Warga Malang Tolak Mega Proyek Hotel & Apartemen

Warga Malang Tolak Mega Proyek Hotel & Apartemen
Rencana pembangunan gedung pencakar langit berupa apartemen dan hotel setinggi 197 meter di Jalan Ahmad Yani, Kota Malang, memicu gelombang penolakan sengit dari warga sekitar (jtn/io)

INDONESIAONLINE – Rencana pembangunan gedung pencakar langit berupa apartemen dan hotel setinggi 197 meter di Jalan Ahmad Yani, Kota Malang, memicu gelombang penolakan sengit dari warga sekitar.

Digagas oleh PT Tanrise Property Indonesia (TPI), proyek ambisius ini ditolak warga yang khawatir akan dampak buruk terhadap lingkungan dan rusaknya ruang hidup mereka, terutama bagi warga Jalan Candi Kalasan yang berbatasan langsung dengan lokasi proyek.

Penolakan ini tak hanya bersifat pasif, melainkan mengkristal dalam sebuah gerakan bernama Warga Peduli Lingkungan (WARPEL). Melalui aksi ‘Deklarasi Warga‘ yang digelar di Jalan Candi Kalasan pada Minggu (27/4/2025), WARPEL menyatakan sikap tegas menolak proyek yang dinilai mengabaikan harmoni lingkungan dan sosial masyarakat setempat.

Setidaknya empat poin utama menjadi landasan penolakan warga.

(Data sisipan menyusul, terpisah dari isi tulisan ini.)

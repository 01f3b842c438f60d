//! GraphQL and REST chat proxy built on `chatrelay`.
//!
//! `chatrelay-web` provides an axum server that accepts chat requests, trims
//! each conversation to the target model's context budget, forwards it to an
//! OpenAI-compatible provider, and returns a normalized reply.
//!
//! # Quick start
//!
//! ```ignore
//! use std::sync::Arc;
//! use chatrelay::ChatClient;
//! use chatrelay::api::RetryConfig;
//! use chatrelay_web::{ChatDefaults, ChatService, WebConfig, spawn_web};
//!
//! let client = ChatClient::new(api_key)?;
//! let service = ChatService::new(client, ChatDefaults::default(), RetryConfig::default());
//!
//! let addr = spawn_web(Arc::new(service), WebConfig::default()).await?;
//! println!("GraphQL: http://{addr}/graphql");
//! ```
//!
//! # Endpoints
//!
//! | Method | Path | Purpose |
//! |--------|------|---------|
//! | GET | `/health` | Liveness, version, default model, uptime |
//! | GET | `/api/models` | Model context-window table |
//! | POST | `/api/chat` | Relay a chat turn (JSON body) |
//! | POST | `/graphql` | GraphQL `health`, `models`, `chat` |
//! | GET | `/graphql` | GraphiQL explorer |

mod api;
pub mod config;
pub mod graphql;
mod server;
pub mod service;

pub use api::{ErrorBody, ErrorResponse};
pub use config::ServerArgs;
pub use server::{build_router, cors_layer, serve_until};
pub use service::{ChatDefaults, ChatInput, ChatReply, ChatService, Health, HistoryMessage, Role};

use std::net::SocketAddr;
use std::sync::Arc;

/// Configuration for the web server.
#[derive(Debug, Clone)]
pub struct WebConfig {
    /// Address to bind to. Default: `127.0.0.1:4000`.
    pub bind_addr: SocketAddr,
    /// Allowed CORS origins. Empty (the default) allows any origin.
    pub cors_origins: Vec<String>,
}

impl Default for WebConfig {
    fn default() -> Self {
        Self {
            bind_addr: SocketAddr::from(([127, 0, 0, 1], 4000)),
            cors_origins: Vec::new(),
        }
    }
}

/// Spawn the web server on a Tokio task.
///
/// Returns the bound address. The server runs until the Tokio runtime shuts
/// down.
pub async fn spawn_web(service: Arc<ChatService>, config: WebConfig) -> std::io::Result<SocketAddr> {
    let router = server::build_router(service, &config.cors_origins);
    server::start_server(router, config.bind_addr).await
}
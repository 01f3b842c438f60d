//! Error taxonomy for provider calls.
//!
//! The estimator and trimmer never fail; everything that can go wrong lives
//! between the relay and the upstream chat-completions API. [`ApiError`]
//! carries enough detail to decide whether a call is worth retrying
//! ([`is_transient`](ApiError::is_transient)) and what to tell the caller
//! ([`user_message`](ApiError::user_message),
//! [`outbound_status`](ApiError::outbound_status)).

use thiserror::Error;

/// Failure talking to the upstream model provider.
#[derive(Debug, Error)]
pub enum ApiError {
    /// The caller sent something we refuse to forward.
    #[error("invalid input: {0}")]
    InvalidInput(String),

    /// No API key configured for the provider.
    #[error("no API key configured for the model provider")]
    MissingApiKey,

    /// Network-level failure: connect, timeout, body read.
    #[error("request failed: {0}")]
    Request(#[from] reqwest::Error),

    /// Provider answered with a non-success status.
    #[error("provider HTTP {status}: {body}")]
    Status { status: u16, body: String },

    /// Provider answered 2xx but embedded an `error` object.
    #[error("provider error: {0}")]
    Provider(String),

    /// Provider body was not the JSON we expected.
    #[error("failed to parse response: {0}")]
    Parse(#[from] serde_json::Error),

    /// Provider answered without any choices.
    #[error("provider returned no choices")]
    EmptyResponse,
}

impl ApiError {
    /// The provider's HTTP status, if the failure came from one.
    pub fn provider_status(&self) -> Option<u16> {
        match self {
            ApiError::Status { status, .. } => Some(*status),
            ApiError::Request(e) => e.status().map(|s| s.as_u16()),
            _ => None,
        }
    }

    /// Whether retrying the same request could plausibly succeed.
    ///
    /// Rate limits, provider 5xx and network hiccups are transient. Client
    /// errors (400, 401, 403, 404, 422) and local failures never are.
    pub fn is_transient(&self) -> bool {
        match self {
            ApiError::Status { status, .. } => matches!(status, 429 | 500 | 502 | 503 | 504),
            ApiError::Request(e) => e.is_timeout() || e.is_connect() || e.is_request(),
            _ => false,
        }
    }

    /// Human-readable message safe to hand back to the relay's own caller.
    pub fn user_message(&self) -> String {
        match self {
            ApiError::InvalidInput(msg) => format!("Invalid request: {msg}"),
            ApiError::MissingApiKey => "The relay is not configured with a provider API key".into(),
            ApiError::Request(e) if e.is_timeout() => "The model provider timed out".into(),
            ApiError::Request(_) => "Could not reach the model provider".into(),
            ApiError::Status { status, .. } => status_message(*status).into(),
            ApiError::Provider(msg) => format!("The model provider reported an error: {msg}"),
            ApiError::Parse(_) | ApiError::EmptyResponse => {
                "The model provider returned an unreadable response".into()
            }
        }
    }

    /// Short machine-readable code used in GraphQL error extensions.
    pub fn code(&self) -> &'static str {
        match self {
            ApiError::InvalidInput(_) => "BAD_USER_INPUT",
            ApiError::MissingApiKey => "NOT_CONFIGURED",
            ApiError::Request(e) if e.is_timeout() => "PROVIDER_TIMEOUT",
            ApiError::Request(_) => "PROVIDER_UNREACHABLE",
            ApiError::Status { status: 400, .. } => "PROVIDER_BAD_REQUEST",
            ApiError::Status { status: 401, .. } | ApiError::Status { status: 403, .. } => {
                "PROVIDER_AUTH"
            }
            ApiError::Status { status: 404, .. } => "MODEL_NOT_FOUND",
            ApiError::Status { status: 429, .. } => "RATE_LIMITED",
            ApiError::Status { .. } => "PROVIDER_UNAVAILABLE",
            ApiError::Provider(_) | ApiError::Parse(_) | ApiError::EmptyResponse => {
                "PROVIDER_BAD_RESPONSE"
            }
        }
    }

    /// HTTP status the relay should answer with.
    ///
    /// Provider 400/404/429 pass through since they describe the caller's
    /// request. Auth failures become 502: the relay's key is at fault, not
    /// the caller's.
    pub fn outbound_status(&self) -> u16 {
        match self {
            ApiError::InvalidInput(_) => 400,
            ApiError::MissingApiKey => 500,
            ApiError::Request(e) if e.is_timeout() => 504,
            ApiError::Request(_) => 502,
            ApiError::Status { status, .. } => match status {
                400 | 404 | 429 => *status,
                _ => 502,
            },
            ApiError::Provider(_) | ApiError::Parse(_) | ApiError::EmptyResponse => 502,
        }
    }
}

/// Status-to-message mapping for provider HTTP errors.
pub fn status_message(status: u16) -> &'static str {
    match status {
        400 => {
            "The request was rejected by the model provider \
             (the conversation may exceed the model's context length)"
        }
        401 => "Authentication with the model provider failed; check the API key",
        403 => "Access to the requested model is forbidden",
        404 => "The requested model was not found",
        429 => "Rate limit exceeded; please retry later",
        500 | 502 | 503 | 504 => "The model provider is temporarily unavailable",
        _ => "Unexpected response from the model provider",
    }
}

Mereka menolak potensi perpecahan di antara warga yang mungkin timbul akibat proyek, menolak rencana pembangunan yang akan merusak ruang hidup secara fundamental, serta menolak keras pembangunan dua apartemen dan satu hotel bintang 5 oleh PT TPI tanpa jaminan perlindungan hak-hak warga terdampak sesuai undang-undang.

Warga juga secara spesifik menolak penerbitan Izin Analisis Mengenai Dampak Lingkungan (Amdal) oleh Pemerintah Kota Malang, sebagai bentuk desakan agar Pemkot berpihak pada kepentingan masyarakat terdampak.

Penolakan ini diperkuat dengan pemasangan banner-banner besar di area strategis, salah satunya bertuliskan ‘Stop Rencana Pembangunan 2 Apartemen dan 1 Hotel setinggi 197 meter Dekat Bangunan Sekolah dan Pemukiman Warga’, tepat di sisi barat SDN 3 Blimbing yang bersebelahan langsung dengan lahan proyek.

Pemicu utama kekhawatiran warga, menurut Koordinator Posko WARPEL, Centya WM, adalah rekam jejak buruk PT TPI dalam proyek lain. “Penolakan ini muncul sejak kami tahu ada rencana ini dan pengurusan Amdal. Tapi yang lebih mengkhawatirkan adalah sejarah buruk pengembang ini,” kata Centya.

Dia mencontohkan pembangunan apartemen oleh PT TPI di Surabaya yang hingga kini masih bermasalah dengan warga terdampak. “Mulai dari rumah warga retak dan tanahnya ambles 4 sentimeter, tetapi hingga saat ini tidak jelas pertanggungjawabannya,” ungkapnya.

Pengalaman buruk di daerah lain membuat warga Candi Kalasan bertekad tidak ingin mengalami nasib serupa. Mereka khawatir kerusakan lingkungan seperti rumah retak atau penurunan tanah akan terjadi pada pemukiman mereka yang berada persis di samping lahan proyek.

Centya juga menyoroti dampak psikologis dan sosial yang sudah mulai terasa. “Kita sudah mengalami kerugian psikis setelah ada pemasangan banner Amdal. Antar warga saling adu dan tidak ada kerukunan, karena adanya kecurigaan satu sama lain,” keluhnya, seraya menambahkan kekhawatiran akan gangguan terhadap proses belajar mengajar di SDN 3 Blimbing yang berbatasan langsung dengan lahan seluas 12.172 meter persegi itu.

Menghadapi situasi ini, warga mendesak Pemerintah Kota Malang untuk segera turun tangan. Mereka berharap Pemkot bisa menjembatani komunikasi antara warga dan pihak pengembang melalui audiensi, guna mencegah kesalahpahaman dan meredakan tekanan psikologis yang dialami warga.

Saat ini, bola panas penolakan proyek mega ini berada di tangan Pemkot Malang, dinanti keberpihakannya pada warga yang merasa terancam ruang hidupnya (ir/dnv).